Building at an active airport

Airport projects add real logistics: coordination with airport management, working around operations, and site access rules that a residential crew has never dealt with. We’ve done it — that experience is baked into the schedule we put on paper, not discovered after mobilization.

FAQ

Common questions

What kind of hangar construction do you do?

Red-iron (structural steel) framed hangars. Our recent Brigham City airport hangars are multilevel with mezzanine floors, which means major engineered footings and foundations — the part of a hangar you never see but that everything else depends on.

Can you do a basic hangar, or only high-end?

Both ends, honestly. A straightforward insulated box that keeps weather off your aircraft is a great project; so is a high-end fly-in setup with finished mezzanine space. We price the options in the same written estimate so you choose with real numbers.

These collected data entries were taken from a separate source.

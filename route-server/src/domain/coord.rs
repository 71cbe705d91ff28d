//! Geographic coordinate type.

use std::fmt;

use geo::{HaversineDistance, HaversineIntermediate, Point};
use serde::de::{self, Deserializer};
use serde::ser::{SerializeTuple, Serializer};
use serde::{Deserialize, Serialize};

/// Error returned when a coordinate pair is out of range or not finite.
#[derive(Debug, Clone, PartialEq, thiserror::Error)]
#[error("invalid coordinate [{lon}, {lat}]: {reason}")]
pub struct InvalidCoord {
    lon: f64,
    lat: f64,
    reason: &'static str,
}

/// A validated `[lon, lat]` pair in degrees.
///
/// Any `Coord` value satisfies `-180 <= lon <= 180` and `-90 <= lat <= 90`.
/// Serialized as a two-element array, longitude first (GeoJSON order).
///
/// # Examples
///
/// ```
/// use route_server::domain::Coord;
///
/// let shanghai = Coord::new(121.47, 31.23).unwrap();
/// assert_eq!(shanghai.lon(), 121.47);
///
/// assert!(Coord::new(181.0, 0.0).is_err());
/// assert!(Coord::new(0.0, f64::NAN).is_err());
/// ```
#[derive(Clone, Copy, PartialEq)]
pub struct Coord {
    lon: f64,
    lat: f64,
}

impl Coord {
    /// Null Island, `[0, 0]`.
    pub const ORIGIN: Coord = Coord { lon: 0.0, lat: 0.0 };

    /// Validate and build a coordinate.
    pub fn new(lon: f64, lat: f64) -> Result<Self, InvalidCoord> {
        if !lon.is_finite() || !lat.is_finite() {
            return Err(InvalidCoord {
                lon,
                lat,
                reason: "must be finite",
            });
        }
        if !(-180.0..=180.0).contains(&lon) {
            return Err(InvalidCoord {
                lon,
                lat,
                reason: "longitude out of range",
            });
        }
        if !(-90.0..=90.0).contains(&lat) {
            return Err(InvalidCoord {
                lon,
                lat,
                reason: "latitude out of range",
            });
        }
        Ok(Self { lon, lat })
    }

    /// Build a coordinate from a `[lon, lat]` slice, as found in GeoJSON.
    pub fn from_slice(pair: &[f64]) -> Option<Self> {
        match pair {
            [lon, lat, ..] => Self::new(*lon, *lat).ok(),
            _ => None,
        }
    }

    pub fn lon(&self) -> f64 {
        self.lon
    }

    pub fn lat(&self) -> f64 {
        self.lat
    }

    fn point(&self) -> Point<f64> {
        Point::new(self.lon, self.lat)
    }

    /// Great-circle distance in kilometres (haversine, mean earth radius).
    pub fn distance_km(&self, other: &Coord) -> f64 {
        self.point().haversine_distance(&other.point()) / 1000.0
    }

    /// Point at `fraction` (0..=1) of the way along the great circle to `other`.
    pub fn intermediate(&self, other: &Coord, fraction: f64) -> Coord {
        if fraction <= 0.0 {
            return *self;
        }
        if fraction >= 1.0 {
            return *other;
        }
        let p = self.point().haversine_intermediate(&other.point(), fraction);
        // Interpolation of valid inputs stays on the sphere; fall back to the
        // start point if the float math ever drifts out of range.
        Coord::new(wrap_lon(p.x()), p.y()).unwrap_or(*self)
    }
}

/// Normalize a longitude into [-180, 180].
fn wrap_lon(lon: f64) -> f64 {
    if (-180.0..=180.0).contains(&lon) {
        lon
    } else {
        (lon + 180.0).rem_euclid(360.0) - 180.0
    }
}

impl fmt::Debug for Coord {
    fn fmt(&self, f: &mut fmt::Formatter<'_>) -> fmt::Result {
        write!(f, "[{:.5}, {:.5}]", self.lon, self.lat)
    }
}

impl Serialize for Coord {
    fn serialize<S: Serializer>(&self, serializer: S) -> Result<S::Ok, S::Error> {
        let mut tup = serializer.serialize_tuple(2)?;
        tup.serialize_element(&self.lon)?;
        tup.serialize_element(&self.lat)?;
        tup.end()
    }
}

impl<'de> Deserialize<'de> for Coord {
    fn deserialize<D: Deserializer<'de>>(deserializer: D) -> Result<Self, D::Error> {
        let (lon, lat) = <(f64, f64)>::deserialize(deserializer)?;
        Coord::new(lon, lat).map_err(de::Error::custom)
    }
}

#[cfg(test)]
mod tests {
    use super::*;

    fn c(lon: f64, lat: f64) -> Coord {
        Coord::new(lon, lat).unwrap()
    }

    #[test]
    fn rejects_out_of_range() {
        assert!(Coord::new(-180.1, 0.0).is_err());
        assert!(Coord::new(0.0, 90.5).is_err());
        assert!(Coord::new(f64::INFINITY, 0.0).is_err());
        assert!(Coord::new(180.0, -90.0).is_ok());
    }

    #[test]
    fn from_slice_requires_two_values() {
        assert_eq!(Coord::from_slice(&[1.0, 2.0]), Some(c(1.0, 2.0)));
        assert_eq!(Coord::from_slice(&[1.0, 2.0, 30.0]), Some(c(1.0, 2.0)));
        assert_eq!(Coord::from_slice(&[1.0]), None);
        assert_eq!(Coord::from_slice(&[200.0, 2.0]), None);
    }

    #[test]
    fn london_to_paris_distance() {
        let london = c(-0.1278, 51.5074);
        let paris = c(2.3522, 48.8566);
        let d = london.distance_km(&paris);
        assert!((d - 343.5).abs() < 5.0, "got {d}");
    }

    #[test]
    fn intermediate_endpoints_are_exact() {
        let a = c(10.0, 10.0);
        let b = c(20.0, 20.0);
        assert_eq!(a.intermediate(&b, 0.0), a);
        assert_eq!(a.intermediate(&b, 1.0), b);
        let mid = a.intermediate(&b, 0.5);
        assert!((a.distance_km(&mid) - mid.distance_km(&b)).abs() < 1.0);
    }

    #[test]
    fn serializes_as_lon_lat_array() {
        let json = serde_json::to_string(&c(121.5, 31.25)).unwrap();
        assert_eq!(json, "[121.5,31.25]");

        let back: Coord = serde_json::from_str(&json).unwrap();
        assert_eq!(back, c(121.5, 31.25));

        assert!(serde_json::from_str::<Coord>("[500.0,1.0]").is_err());
    }
}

What makes hangar foundations different?

Wide clear spans concentrate enormous loads at the columns, and mezzanine levels add more. That means engineered footings sized for the real loads, anchor bolts set precisely, and concrete placed right — steel erection punishes foundation shortcuts more than any other building type.

Where have you built hangars?

Our hangar work so far has been at the Brigham City airport. If your project is at another Northern Utah airport, airpark, or private strip, ask — the free written estimate works the same way anywhere in our range.

How fast can a hangar go up?

Fast, when it is run in the right order: engineering and permits, foundations cured, then steel and skin erected as one continuous push. We stage the steel package, concrete, and crew before work starts, and your written estimate carries the schedule for your specific building.

Do you handle doors, power, and interior build-out?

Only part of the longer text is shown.